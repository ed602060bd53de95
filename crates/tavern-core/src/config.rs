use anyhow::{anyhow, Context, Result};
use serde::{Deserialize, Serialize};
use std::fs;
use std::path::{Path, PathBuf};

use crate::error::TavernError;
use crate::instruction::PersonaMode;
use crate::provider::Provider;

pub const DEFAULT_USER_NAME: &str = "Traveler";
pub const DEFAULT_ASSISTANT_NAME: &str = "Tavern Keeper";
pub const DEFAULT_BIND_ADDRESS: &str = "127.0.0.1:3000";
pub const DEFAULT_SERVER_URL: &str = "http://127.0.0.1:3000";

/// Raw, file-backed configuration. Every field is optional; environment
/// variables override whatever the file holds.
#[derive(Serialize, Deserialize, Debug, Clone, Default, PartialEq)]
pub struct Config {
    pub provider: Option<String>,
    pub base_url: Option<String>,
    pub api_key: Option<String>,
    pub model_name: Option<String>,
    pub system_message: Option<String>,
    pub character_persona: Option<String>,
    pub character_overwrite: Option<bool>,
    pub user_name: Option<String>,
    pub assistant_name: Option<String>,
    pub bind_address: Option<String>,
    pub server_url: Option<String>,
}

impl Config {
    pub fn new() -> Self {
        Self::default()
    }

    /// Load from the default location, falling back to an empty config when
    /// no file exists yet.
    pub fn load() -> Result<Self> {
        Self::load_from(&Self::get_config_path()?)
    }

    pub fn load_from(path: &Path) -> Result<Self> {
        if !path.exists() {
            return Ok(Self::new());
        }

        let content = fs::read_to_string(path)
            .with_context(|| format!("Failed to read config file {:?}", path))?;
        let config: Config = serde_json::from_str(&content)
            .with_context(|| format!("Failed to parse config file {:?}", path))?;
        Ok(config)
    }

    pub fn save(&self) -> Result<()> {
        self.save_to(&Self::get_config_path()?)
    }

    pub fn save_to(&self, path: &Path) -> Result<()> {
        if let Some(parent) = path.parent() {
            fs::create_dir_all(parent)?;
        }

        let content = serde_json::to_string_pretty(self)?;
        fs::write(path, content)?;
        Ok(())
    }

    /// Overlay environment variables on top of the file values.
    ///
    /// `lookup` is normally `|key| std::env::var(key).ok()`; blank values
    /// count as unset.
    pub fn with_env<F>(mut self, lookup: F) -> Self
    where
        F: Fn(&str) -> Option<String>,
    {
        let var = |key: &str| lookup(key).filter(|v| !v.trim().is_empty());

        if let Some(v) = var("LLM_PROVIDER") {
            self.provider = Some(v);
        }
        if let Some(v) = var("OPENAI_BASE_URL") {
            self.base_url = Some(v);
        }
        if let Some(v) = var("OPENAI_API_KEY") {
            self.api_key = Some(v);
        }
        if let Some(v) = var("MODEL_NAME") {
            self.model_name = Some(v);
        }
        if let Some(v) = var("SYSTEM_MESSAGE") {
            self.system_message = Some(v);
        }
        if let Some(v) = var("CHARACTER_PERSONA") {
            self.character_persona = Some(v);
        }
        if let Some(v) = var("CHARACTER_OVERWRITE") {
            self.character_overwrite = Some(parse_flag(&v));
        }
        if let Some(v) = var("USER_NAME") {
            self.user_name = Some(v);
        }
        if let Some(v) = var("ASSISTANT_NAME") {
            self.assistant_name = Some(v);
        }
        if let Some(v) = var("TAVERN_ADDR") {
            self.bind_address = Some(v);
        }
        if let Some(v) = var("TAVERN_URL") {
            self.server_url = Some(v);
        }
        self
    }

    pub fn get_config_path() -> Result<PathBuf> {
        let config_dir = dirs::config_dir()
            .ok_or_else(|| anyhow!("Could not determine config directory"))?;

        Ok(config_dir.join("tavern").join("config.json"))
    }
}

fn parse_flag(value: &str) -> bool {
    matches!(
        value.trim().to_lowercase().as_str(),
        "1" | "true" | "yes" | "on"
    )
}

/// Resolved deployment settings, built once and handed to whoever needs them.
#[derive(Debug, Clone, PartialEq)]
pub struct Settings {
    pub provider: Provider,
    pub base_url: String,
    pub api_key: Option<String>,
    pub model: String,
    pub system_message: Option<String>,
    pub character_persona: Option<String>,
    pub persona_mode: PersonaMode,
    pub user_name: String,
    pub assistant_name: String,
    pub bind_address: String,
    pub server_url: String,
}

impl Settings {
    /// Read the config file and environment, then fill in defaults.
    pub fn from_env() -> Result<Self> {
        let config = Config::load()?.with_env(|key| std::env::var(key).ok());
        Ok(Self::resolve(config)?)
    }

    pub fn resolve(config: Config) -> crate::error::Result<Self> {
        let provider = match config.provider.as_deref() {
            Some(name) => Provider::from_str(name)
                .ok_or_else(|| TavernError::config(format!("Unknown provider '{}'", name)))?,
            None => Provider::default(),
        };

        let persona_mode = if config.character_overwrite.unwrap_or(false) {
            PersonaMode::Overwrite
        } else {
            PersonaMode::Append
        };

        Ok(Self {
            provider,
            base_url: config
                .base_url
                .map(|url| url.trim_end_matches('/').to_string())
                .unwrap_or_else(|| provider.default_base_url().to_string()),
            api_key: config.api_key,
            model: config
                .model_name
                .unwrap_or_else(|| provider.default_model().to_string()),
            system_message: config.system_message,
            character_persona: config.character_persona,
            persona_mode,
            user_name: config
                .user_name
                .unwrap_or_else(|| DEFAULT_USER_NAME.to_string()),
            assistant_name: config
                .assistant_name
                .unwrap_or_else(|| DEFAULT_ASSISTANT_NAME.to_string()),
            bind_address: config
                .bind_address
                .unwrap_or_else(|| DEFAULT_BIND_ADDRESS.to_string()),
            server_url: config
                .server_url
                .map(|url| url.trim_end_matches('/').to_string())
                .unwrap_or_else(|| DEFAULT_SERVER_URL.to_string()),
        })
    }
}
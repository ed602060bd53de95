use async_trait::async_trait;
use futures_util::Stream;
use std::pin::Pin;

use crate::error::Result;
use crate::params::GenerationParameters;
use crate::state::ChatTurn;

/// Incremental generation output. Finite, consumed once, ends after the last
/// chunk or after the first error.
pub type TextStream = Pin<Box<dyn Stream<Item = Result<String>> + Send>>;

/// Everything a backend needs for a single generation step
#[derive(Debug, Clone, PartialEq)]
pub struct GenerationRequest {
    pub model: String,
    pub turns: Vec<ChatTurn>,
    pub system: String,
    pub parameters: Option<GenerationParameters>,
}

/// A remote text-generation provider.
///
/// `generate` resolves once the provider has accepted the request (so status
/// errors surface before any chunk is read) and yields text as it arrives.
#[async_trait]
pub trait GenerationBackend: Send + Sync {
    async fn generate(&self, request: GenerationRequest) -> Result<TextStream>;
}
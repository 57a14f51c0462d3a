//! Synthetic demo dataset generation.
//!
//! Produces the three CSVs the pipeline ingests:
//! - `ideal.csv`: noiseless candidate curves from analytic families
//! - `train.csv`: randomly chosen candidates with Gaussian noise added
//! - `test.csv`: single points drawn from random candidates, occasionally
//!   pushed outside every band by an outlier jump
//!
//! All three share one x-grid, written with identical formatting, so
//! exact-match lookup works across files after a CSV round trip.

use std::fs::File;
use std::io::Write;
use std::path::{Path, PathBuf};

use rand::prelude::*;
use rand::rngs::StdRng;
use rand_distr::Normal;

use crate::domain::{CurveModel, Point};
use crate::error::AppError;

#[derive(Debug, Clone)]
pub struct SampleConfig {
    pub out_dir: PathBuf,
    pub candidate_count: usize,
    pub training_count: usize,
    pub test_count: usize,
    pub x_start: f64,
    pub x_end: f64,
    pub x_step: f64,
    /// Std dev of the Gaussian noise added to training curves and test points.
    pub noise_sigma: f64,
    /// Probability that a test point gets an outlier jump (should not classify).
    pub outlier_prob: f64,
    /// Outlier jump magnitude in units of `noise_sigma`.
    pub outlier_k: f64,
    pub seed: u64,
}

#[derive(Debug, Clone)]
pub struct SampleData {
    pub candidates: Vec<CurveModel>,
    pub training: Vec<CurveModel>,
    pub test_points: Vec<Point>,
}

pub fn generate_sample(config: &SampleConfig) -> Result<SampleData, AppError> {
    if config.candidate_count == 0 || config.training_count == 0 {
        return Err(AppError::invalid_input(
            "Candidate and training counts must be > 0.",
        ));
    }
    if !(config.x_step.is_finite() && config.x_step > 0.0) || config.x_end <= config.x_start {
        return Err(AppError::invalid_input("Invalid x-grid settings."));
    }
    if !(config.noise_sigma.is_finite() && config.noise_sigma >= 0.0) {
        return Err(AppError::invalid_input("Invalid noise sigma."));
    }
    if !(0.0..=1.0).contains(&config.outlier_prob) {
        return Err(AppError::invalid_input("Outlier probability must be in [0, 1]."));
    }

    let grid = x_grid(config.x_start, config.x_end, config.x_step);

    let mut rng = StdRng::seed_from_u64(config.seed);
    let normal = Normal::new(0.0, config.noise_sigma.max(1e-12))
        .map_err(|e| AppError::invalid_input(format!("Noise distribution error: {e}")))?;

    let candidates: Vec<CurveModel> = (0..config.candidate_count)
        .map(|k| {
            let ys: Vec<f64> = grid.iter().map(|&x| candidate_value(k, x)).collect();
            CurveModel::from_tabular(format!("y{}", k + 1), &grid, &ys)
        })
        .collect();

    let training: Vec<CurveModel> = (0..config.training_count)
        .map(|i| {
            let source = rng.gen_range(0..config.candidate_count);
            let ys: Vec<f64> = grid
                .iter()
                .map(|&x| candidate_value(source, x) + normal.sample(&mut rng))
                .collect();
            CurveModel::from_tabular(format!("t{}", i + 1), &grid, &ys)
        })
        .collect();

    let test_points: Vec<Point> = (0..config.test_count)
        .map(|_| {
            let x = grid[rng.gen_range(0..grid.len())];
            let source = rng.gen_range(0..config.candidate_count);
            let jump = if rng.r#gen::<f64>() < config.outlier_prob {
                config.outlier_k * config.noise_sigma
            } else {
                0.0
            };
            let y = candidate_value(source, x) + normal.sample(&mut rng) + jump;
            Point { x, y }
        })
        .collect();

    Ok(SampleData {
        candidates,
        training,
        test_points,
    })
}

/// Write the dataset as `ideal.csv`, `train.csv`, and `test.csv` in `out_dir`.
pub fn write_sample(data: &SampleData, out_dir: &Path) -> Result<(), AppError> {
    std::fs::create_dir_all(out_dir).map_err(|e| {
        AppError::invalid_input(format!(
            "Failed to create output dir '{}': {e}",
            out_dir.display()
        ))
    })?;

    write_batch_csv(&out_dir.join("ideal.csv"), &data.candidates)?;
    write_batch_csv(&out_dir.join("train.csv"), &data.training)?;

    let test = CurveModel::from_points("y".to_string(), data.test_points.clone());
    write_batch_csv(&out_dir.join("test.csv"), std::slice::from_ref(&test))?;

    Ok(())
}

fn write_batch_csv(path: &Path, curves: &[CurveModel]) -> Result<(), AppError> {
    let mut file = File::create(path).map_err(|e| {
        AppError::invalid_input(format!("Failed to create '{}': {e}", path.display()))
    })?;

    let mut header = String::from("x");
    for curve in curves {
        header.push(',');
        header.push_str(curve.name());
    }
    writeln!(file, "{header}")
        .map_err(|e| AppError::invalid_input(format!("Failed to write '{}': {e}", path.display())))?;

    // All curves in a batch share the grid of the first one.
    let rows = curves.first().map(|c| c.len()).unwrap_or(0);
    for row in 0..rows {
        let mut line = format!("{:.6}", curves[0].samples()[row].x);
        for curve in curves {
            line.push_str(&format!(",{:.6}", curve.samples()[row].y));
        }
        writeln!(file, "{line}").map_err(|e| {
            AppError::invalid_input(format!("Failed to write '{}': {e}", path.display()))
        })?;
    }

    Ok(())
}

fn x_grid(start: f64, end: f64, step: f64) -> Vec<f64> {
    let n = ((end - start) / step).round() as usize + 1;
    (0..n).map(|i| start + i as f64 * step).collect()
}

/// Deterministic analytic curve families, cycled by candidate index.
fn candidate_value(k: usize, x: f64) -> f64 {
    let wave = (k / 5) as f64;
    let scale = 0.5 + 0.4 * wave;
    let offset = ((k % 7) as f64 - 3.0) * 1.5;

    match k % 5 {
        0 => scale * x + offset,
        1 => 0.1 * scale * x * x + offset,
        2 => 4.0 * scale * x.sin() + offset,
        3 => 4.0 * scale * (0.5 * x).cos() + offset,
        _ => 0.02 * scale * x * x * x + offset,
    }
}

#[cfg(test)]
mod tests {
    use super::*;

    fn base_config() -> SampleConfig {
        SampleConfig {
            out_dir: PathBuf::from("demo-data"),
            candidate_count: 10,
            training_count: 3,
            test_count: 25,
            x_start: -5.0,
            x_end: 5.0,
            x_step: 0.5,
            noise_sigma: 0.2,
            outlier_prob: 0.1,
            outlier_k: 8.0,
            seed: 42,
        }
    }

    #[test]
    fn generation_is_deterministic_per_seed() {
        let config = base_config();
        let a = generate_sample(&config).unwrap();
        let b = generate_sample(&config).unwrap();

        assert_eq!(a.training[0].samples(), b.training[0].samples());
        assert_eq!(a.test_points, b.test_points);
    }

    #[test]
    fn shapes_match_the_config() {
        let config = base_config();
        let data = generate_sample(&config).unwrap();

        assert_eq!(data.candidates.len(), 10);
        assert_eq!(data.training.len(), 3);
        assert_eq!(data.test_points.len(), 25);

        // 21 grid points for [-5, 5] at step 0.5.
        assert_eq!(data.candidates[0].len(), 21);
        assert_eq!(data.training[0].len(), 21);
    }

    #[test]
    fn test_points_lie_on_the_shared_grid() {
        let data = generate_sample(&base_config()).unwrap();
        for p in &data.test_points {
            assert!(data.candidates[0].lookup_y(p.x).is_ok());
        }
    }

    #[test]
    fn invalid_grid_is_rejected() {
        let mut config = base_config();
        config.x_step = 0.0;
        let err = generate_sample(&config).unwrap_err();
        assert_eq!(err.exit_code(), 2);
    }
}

### Your objective
Your task is to quote, without any alteration, the lines running from the top of the records to the line that holds "let content = fs::read_to_string(path)", both included.

### Exercise response
repository ed602060bd53de95
filename crates/tavern-core/src/config.rs
use anyhow::{anyhow, Context, Result};
use serde::{Deserialize, Serialize};
use std::fs;
use std::path::{Path, PathBuf};

use crate::error::TavernError;
use crate::instruction::PersonaMode;
use crate::provider::Provider;

pub const DEFAULT_USER_NAME: &str = "Traveler";
pub const DEFAULT_ASSISTANT_NAME: &str = "Tavern Keeper";
pub const DEFAULT_BIND_ADDRESS: &str = "127.0.0.1:3000";
pub const DEFAULT_SERVER_URL: &str = "http://127.0.0.1:3000";

/// Raw, file-backed configuration. Every field is optional; environment
/// variables override whatever the file holds.
#[derive(Serialize, Deserialize, Debug, Clone, Default, PartialEq)]
pub struct Config {
    pub provider: Option<String>,
    pub base_url: Option<String>,
    pub api_key: Option<String>,
    pub model_name: Option<String>,
    pub system_message: Option<String>,
    pub character_persona: Option<String>,
    pub character_overwrite: Option<bool>,
    pub user_name: Option<String>,
    pub assistant_name: Option<String>,
    pub bind_address: Option<String>,
    pub server_url: Option<String>,
}

impl Config {
    pub fn new() -> Self {
        Self::default()
    }

    /// Load from the default location, falling back to an empty config when
    /// no file exists yet.
    pub fn load() -> Result<Self> {
        Self::load_from(&Self::get_config_path()?)
    }

    pub fn load_from(path: &Path) -> Result<Self> {
        if !path.exists() {
            return Ok(Self::new());
        }

        let content = fs::read_to_string(path)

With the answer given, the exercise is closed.